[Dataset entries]
◆ ◆ ◆ ◆ ◆ ◆ ◆

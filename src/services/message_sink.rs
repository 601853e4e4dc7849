//! Hook for storing chat envelopes outside the hub.
//!
//! The hub fans envelopes out in memory only. A sink lets the deployment
//! persist chat traffic without making delivery wait on it: the read pump
//! spawns `persist` and moves on.

use async_trait::async_trait;

use crate::error::AppError;
use crate::websocket::message_types::Envelope;

#[async_trait]
pub trait MessageSink: Send + Sync {
    /// Stores one routed chat envelope. Failures are logged by the caller
    /// and never affect delivery.
    async fn persist(&self, envelope: &Envelope) -> Result<(), AppError>;
}

/// Discards everything.
#[derive(Debug, Default, Clone, Copy)]
pub struct NoopMessageSink;

#[async_trait]
impl MessageSink for NoopMessageSink {
    async fn persist(&self, _envelope: &Envelope) -> Result<(), AppError> {
        Ok(())
    }
}

/// Writes each chat envelope to the trace log at debug level.
#[derive(Debug, Default, Clone, Copy)]
pub struct LoggingMessageSink;

#[async_trait]
impl MessageSink for LoggingMessageSink {
    async fn persist(&self, envelope: &Envelope) -> Result<(), AppError> {
        let body = envelope.to_frame()?;
        tracing::debug!(
            room = envelope.room.as_deref().unwrap_or(""),
            user_id = %envelope.user_id,
            bytes = body.len(),
            "chat message received"
        );
        Ok(())
    }
}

◆ ◆ ◆ ◆ ◆ ◆ ◆

**Work required**
Would you give the entries back word for word?

**Result below**
filename src/services/message_sink.rs
repository 601853e4e4dc7849
//! Hook for storing chat envelopes outside the hub.
//!
//! The hub fans envelopes out in memory only. A sink lets the deployment
//! persist chat traffic without making delivery wait on it: the read pump
//! spawns `persist` and moves on.

use async_trait::async_trait;

use crate::error::AppError;
use crate::websocket::message_types::Envelope;

#[async_trait]
pub trait MessageSink: Send + Sync {
    /// Stores one routed chat envelope. Failures are logged by the caller
    /// and never affect delivery.
    async fn persist(&self, envelope: &Envelope) -> Result<(), AppError>;
}

/// Discards everything.
#[derive(Debug, Default, Clone, Copy)]
pub struct NoopMessageSink;

#[async_trait]
impl MessageSink for NoopMessageSink {
    async fn persist(&self, _envelope: &Envelope) -> Result<(), AppError> {
        Ok(())
    }
}

/// Writes each chat envelope to the trace log at debug level.
#[derive(Debug, Default, Clone, Copy)]
pub struct LoggingMessageSink;

#[async_trait]
impl MessageSink for LoggingMessageSink {
    async fn persist(&self, envelope: &Envelope) -> Result<(), AppError> {
        let body = envelope.to_frame()?;
        tracing::debug!(
            room = envelope.room.as_deref().unwrap_or(""),
            user_id = %envelope.user_id,
            bytes = body.len(),
            "chat message received"
        );
        Ok(())
    }
}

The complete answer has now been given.